▶ [ASSIGNED TASK]: Write out every single entry exactly.

▶ [WORKING DATA]:
//! Static bilingual string tables
//!
//! Every user-facing label lives here; the data model stores only canonical
//! enum values. Switching language swaps the whole bundle atomically, so a
//! category can never be labelled in one language and missed in the other —
//! the lookups are exhaustive matches over the enums.

use serde::{Deserialize, Serialize};

use crate::models::{Category, Currency, Kind};

/// Display language
#[derive(Debug, Clone, Copy, PartialEq, Eq, Serialize, Deserialize, Default)]
#[serde(rename_all = "lowercase")]
pub enum Language {
    #[default]
    Chinese,
    English,
}

impl Language {
    /// Name shown in the language selector
    pub fn as_str(&self) -> &'static str {
        match self {
            Self::Chinese => "中文",
            Self::English => "English",
        }
    }

    /// Toggle between the two languages
    pub fn toggle(&self) -> Self {
        match self {
            Self::Chinese => Self::English,
            Self::English => Self::Chinese,
        }
    }

    /// The string bundle for this language
    pub fn strings(&self) -> &'static Strings {
        match self {
            Self::Chinese => &CHINESE,
            Self::English => &ENGLISH,
        }
    }
}

/// One bundle of display strings
#[derive(Debug)]
pub struct Strings {
    pub title: &'static str,
    pub settings: &'static str,
    pub language: &'static str,
    pub rate: &'static str,
    pub new_record: &'static str,
    pub kind: &'static str,
    pub income: &'static str,
    pub expense: &'static str,
    pub amount: &'static str,
    pub currency: &'static str,
    pub category: &'static str,
    pub note: &'static str,
    pub date: &'static str,
    pub add_record: &'static str,
    pub record_success: &'static str,
    pub records: &'static str,
    pub no_records: &'static str,
    pub total_income: &'static str,
    pub total_expense: &'static str,
    pub balance: &'static str,
    pub currency_home: &'static str,
    pub currency_foreign: &'static str,
    pub delete: &'static str,
    pub delete_confirm: &'static str,
    pub record_deleted: &'static str,
    pub converted_amount: &'static str,
    pub statistics: &'static str,
    /// Symbol prefixed to home-currency values
    pub home_symbol: &'static str,
}

static CHINESE: Strings = Strings {
    title: "💰 簡易記帳",
    settings: "設定",
    language: "語言",
    rate: "匯率",
    new_record: "新增紀錄",
    kind: "類型",
    income: "收入",
    expense: "支出",
    amount: "金額",
    currency: "貨幣",
    category: "分類",
    note: "備註",
    date: "日期",
    add_record: "新增紀錄",
    record_success: "紀錄新增成功！",
    records: "金流紀錄",
    no_records: "目前沒有任何紀錄喔～",
    total_income: "總收入（台幣）",
    total_expense: "總支出（台幣）",
    balance: "目前餘額（台幣）",
    currency_home: "台幣 (TWD)",
    currency_foreign: "美金 (USD)",
    delete: "刪除",
    delete_confirm: "刪除這筆紀錄？",
    record_deleted: "紀錄已刪除",
    converted_amount: "台幣金額 (TWD)",
    statistics: "每月統計",
    home_symbol: "NT$",
};

static ENGLISH: Strings = Strings {
    title: "💰 Simple Expense Tracker",
    settings: "Settings",
    language: "Language",
    rate: "Rate",
    new_record: "New Record",
    kind: "Type",
    income: "Income",
    expense: "Expense",
    amount: "Amount",
    currency: "Currency",
    category: "Category",
    note: "Note",
    date: "Date",
    add_record: "Add Record",
    record_success: "Record added successfully!",
    records: "Transactions",
    no_records: "No records yet.",
    total_income: "Total Income (TWD)",
    total_expense: "Total Expense (TWD)",
    balance: "Current Balance (TWD)",
    currency_home: "TWD",
    currency_foreign: "USD",
    delete: "Delete",
    delete_confirm: "Delete this record?",
    record_deleted: "Record deleted",
    converted_amount: "Amount (TWD)",
    statistics: "Monthly Statistics",
    home_symbol: "NT$",
};

/// Label for a record kind in the given language
pub fn kind_label(kind: Kind, lang: Language) -> &'static str {
    let t = lang.strings();
    match kind {
        Kind::Income => t.income,
        Kind::Expense => t.expense,
    }
}

/// Label for a currency in the given language
pub fn currency_label(currency: Currency, lang: Language) -> &'static str {
    let t = lang.strings();
    match currency {
        Currency::Home => t.currency_home,
        Currency::Foreign => t.currency_foreign,
    }
}

/// Label for a category in the given language
///
/// Exhaustive over `Category`: adding a variant forces a label for both
/// languages before this compiles.
pub fn category_label(category: Category, lang: Language) -> &'static str {
    match lang {
        Language::Chinese => match category {
            Category::Food => "餐飲",
            Category::Transport => "交通",
            Category::Entertainment => "娛樂",
            Category::Shopping => "購物",
            Category::Salary => "薪資",
            Category::Investment => "投資",
            Category::Other => "其他",
        },
        Language::English => match category {
            Category::Food => "Food",
            Category::Transport => "Transport",
            Category::Entertainment => "Entertainment",
            Category::Shopping => "Shopping",
            Category::Salary => "Salary",
            Category::Investment => "Investment",
            Category::Other => "Others",
        },
    }
}

#[cfg(test)]
mod tests {
    use super::*;

    #[test]
    fn test_language_toggle() {
        assert_eq!(Language::Chinese.toggle(), Language::English);
        assert_eq!(Language::English.toggle(), Language::Chinese);
    }

    #[test]
    fn test_every_category_labelled_in_both_languages() {
        for cat in Category::ALL {
            for lang in [Language::Chinese, Language::English] {
                assert!(!category_label(cat, lang).is_empty());
            }
        }
    }

    #[test]
    fn test_category_labels_unique_per_language() {
        for lang in [Language::Chinese, Language::English] {
            let mut labels: Vec<_> = Category::ALL
                .iter()
                .map(|c| category_label(*c, lang))
                .collect();
            labels.sort();
            labels.dedup();
            assert_eq!(labels.len(), Category::ALL.len());
        }
    }

    #[test]
    fn test_bundles_differ() {
        assert_ne!(
            Language::Chinese.strings().total_income,
            Language::English.strings().total_income
        );
        assert_ne!(
            kind_label(Kind::Expense, Language::Chinese),
            kind_label(Kind::Expense, Language::English)
        );
    }

    #[test]
    fn test_language_serde() {
        let json = serde_json::to_string(&Language::English).unwrap();
        assert_eq!(json, "\"english\"");
        let lang: Language = serde_json::from_str("\"chinese\"").unwrap();
        assert_eq!(lang, Language::Chinese);
    }
}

▶ [OUTPUT BELOW]:
//! Static bilingual string tables
//!
//! Every user-facing label lives here; the data model stores only canonical
//! enum values. Switching language swaps the whole bundle atomically, so a
//! category can never be labelled in one language and missed in the other —
//! the lookups are exhaustive matches over the enums.

use serde::{Deserialize, Serialize};

use crate::models::{Category, Currency, Kind};

/// Display language
#[derive(Debug, Clone, Copy, PartialEq, Eq, Serialize, Deserialize, Default)]
#[serde(rename_all = "lowercase")]
pub enum Language {
    #[default]
    Chinese,
    English,
}

impl Language {
    /// Name shown in the language selector
    pub fn as_str(&self) -> &'static str {
        match self {
            Self::Chinese => "中文",
            Self::English => "English",
        }
    }

    /// Toggle between the two languages
    pub fn toggle(&self) -> Self {
        match self {
            Self::Chinese => Self::English,
            Self::English => Self::Chinese,
        }
    }

    /// The string bundle for this language
    pub fn strings(&self) -> &'static Strings {
        match self {
            Self::Chinese => &CHINESE,
            Self::English => &ENGLISH,
        }
    }
}

/// One bundle of display strings
#[derive(Debug)]
pub struct Strings {
    pub title: &'static str,
    pub settings: &'static str,
    pub language: &'static str,
    pub rate: &'static str,
    pub new_record: &'static str,
    pub kind: &'static str,
    pub income: &'static str,
    pub expense: &'static str,
    pub amount: &'static str,
    pub currency: &'static str,
    pub category: &'static str,
    pub note: &'static str,
    pub date: &'static str,
    pub add_record: &'static str,
    pub record_success: &'static str,
    pub records: &'static str,
    pub no_records: &'static str,
    pub total_income: &'static str,
    pub total_expense: &'static str,
    pub balance: &'static str,
    pub currency_home: &'static str,
    pub currency_foreign: &'static str,
    pub delete: &'static str,
    pub delete_confirm: &'static str,
    pub record_deleted: &'static str,
    pub converted_amount: &'static str,
    pub statistics: &'static str,
    /// Symbol prefixed to home-currency values
    pub home_symbol: &'static str,
}

static CHINESE: Strings = Strings {
    title: "💰 簡易記帳",
    settings: "設定",
    language: "語言",
    rate: "匯率",
    new_record: "新增紀錄",
    kind: "類型",
    income: "收入",
    expense: "支出",
    amount: "金額",
    currency: "貨幣",
    category: "分類",
    note: "備註",
    date: "日期",
    add_record: "新增紀錄",
    record_success: "紀錄新增成功！",
    records: "金流紀錄",
    no_records: "目前沒有任何紀錄喔～",
    total_income: "總收入（台幣）",
    total_expense: "總支出（台幣）",
    balance: "目前餘額（台幣）",
    currency_home: "台幣 (TWD)",
    currency_foreign: "美金 (USD)",
    delete: "刪除",
    delete_confirm: "刪除這筆紀錄？",
    record_deleted: "紀錄已刪除",
    converted_amount: "台幣金額 (TWD)",
    statistics: "每月統計",
    home_symbol: "NT$",
};

static ENGLISH: Strings = Strings {
    title: "💰 Simple Expense Tracker",
    settings: "Settings",
    language: "Language",
    rate: "Rate",
    new_record: "New Record",
    kind: "Type",
    income: "Income",
    expense: "Expense",
    amount: "Amount",
    currency: "Currency",
    category: "Category",
    note: "Note",
    date: "Date",
    add_record: "Add Record",
    record_success: "Record added successfully!",
    records: "Transactions",
    no_records: "No records yet.",
    total_income: "Total Income (TWD)",
    total_expense: "Total Expense (TWD)",
    balance: "Current Balance (TWD)",
    currency_home: "TWD",
    currency_foreign: "USD",
    delete: "Delete",
    delete_confirm: "Delete this record?",
    record_deleted: "Record deleted",
    converted_amount: "Amount (TWD)",
    statistics: "Monthly Statistics",
    home_symbol: "NT$",
};

/// Label for a record kind in the given language
pub fn kind_label(kind: Kind, lang: Language) -> &'static str {
    let t = lang.strings();
    match kind {
        Kind::Income => t.income,
        Kind::Expense => t.expense,
    }
}

/// Label for a currency in the given language
pub fn currency_label(currency: Currency, lang: Language) -> &'static str {
    let t = lang.strings();
    match currency {
        Currency::Home => t.currency_home,
        Currency::Foreign => t.currency_foreign,
    }
}

/// Label for a category in the given language
///
/// Exhaustive over `Category`: adding a variant forces a label for both
/// languages before this compiles.
pub fn category_label(category: Category, lang: Language) -> &'static str {
    match lang {
        Language::Chinese => match category {
            Category::Food => "餐飲",
            Category::Transport => "交通",
            Category::Entertainment => "娛樂",
            Category::Shopping => "購物",
            Category::Salary => "薪資",
            Category::Investment => "投資",
            Category::Other => "其他",
        },
        Language::English => match category {
            Category::Food => "Food",
            Category::Transport => "Transport",
            Category::Entertainment => "Entertainment",
            Category::Shopping => "Shopping",
            Category::Salary => "Salary",
            Category::Investment => "Investment",
            Category::Other => "Others",
        },
    }
}

#[cfg(test)]
mod tests {
    use super::*;

    #[test]
    fn test_language_toggle() {
        assert_eq!(Language::Chinese.toggle(), Language::English);
        assert_eq!(Language::English.toggle(), Language::Chinese);
    }

    #[test]
    fn test_every_category_labelled_in_both_languages() {
        for cat in Category::ALL {
            for lang in [Language::Chinese, Language::English] {
                assert!(!category_label(cat, lang).is_empty());
            }
        }
    }

    #[test]
    fn test_category_labels_unique_per_language() {
        for lang in [Language::Chinese, Language::English] {
            let mut labels: Vec<_> = Category::ALL
                .iter()
                .map(|c| category_label(*c, lang))
                .collect();
            labels.sort();
            labels.dedup();
            assert_eq!(labels.len(), Category::ALL.len());
        }
    }

    #[test]
    fn test_bundles_differ() {
        assert_ne!(
            Language::Chinese.strings().total_income,
            Language::English.strings().total_income
        );
        assert_ne!(
            kind_label(Kind::Expense, Language::Chinese),
            kind_label(Kind::Expense, Language::English)
        );
    }

    #[test]
    fn test_language_serde() {
        let json = serde_json::to_string(&Language::English).unwrap();
        assert_eq!(json, "\"english\"");
        let lang: Language = serde_json::from_str("\"chinese\"").unwrap();
        assert_eq!(lang, Language::Chinese);
    }
}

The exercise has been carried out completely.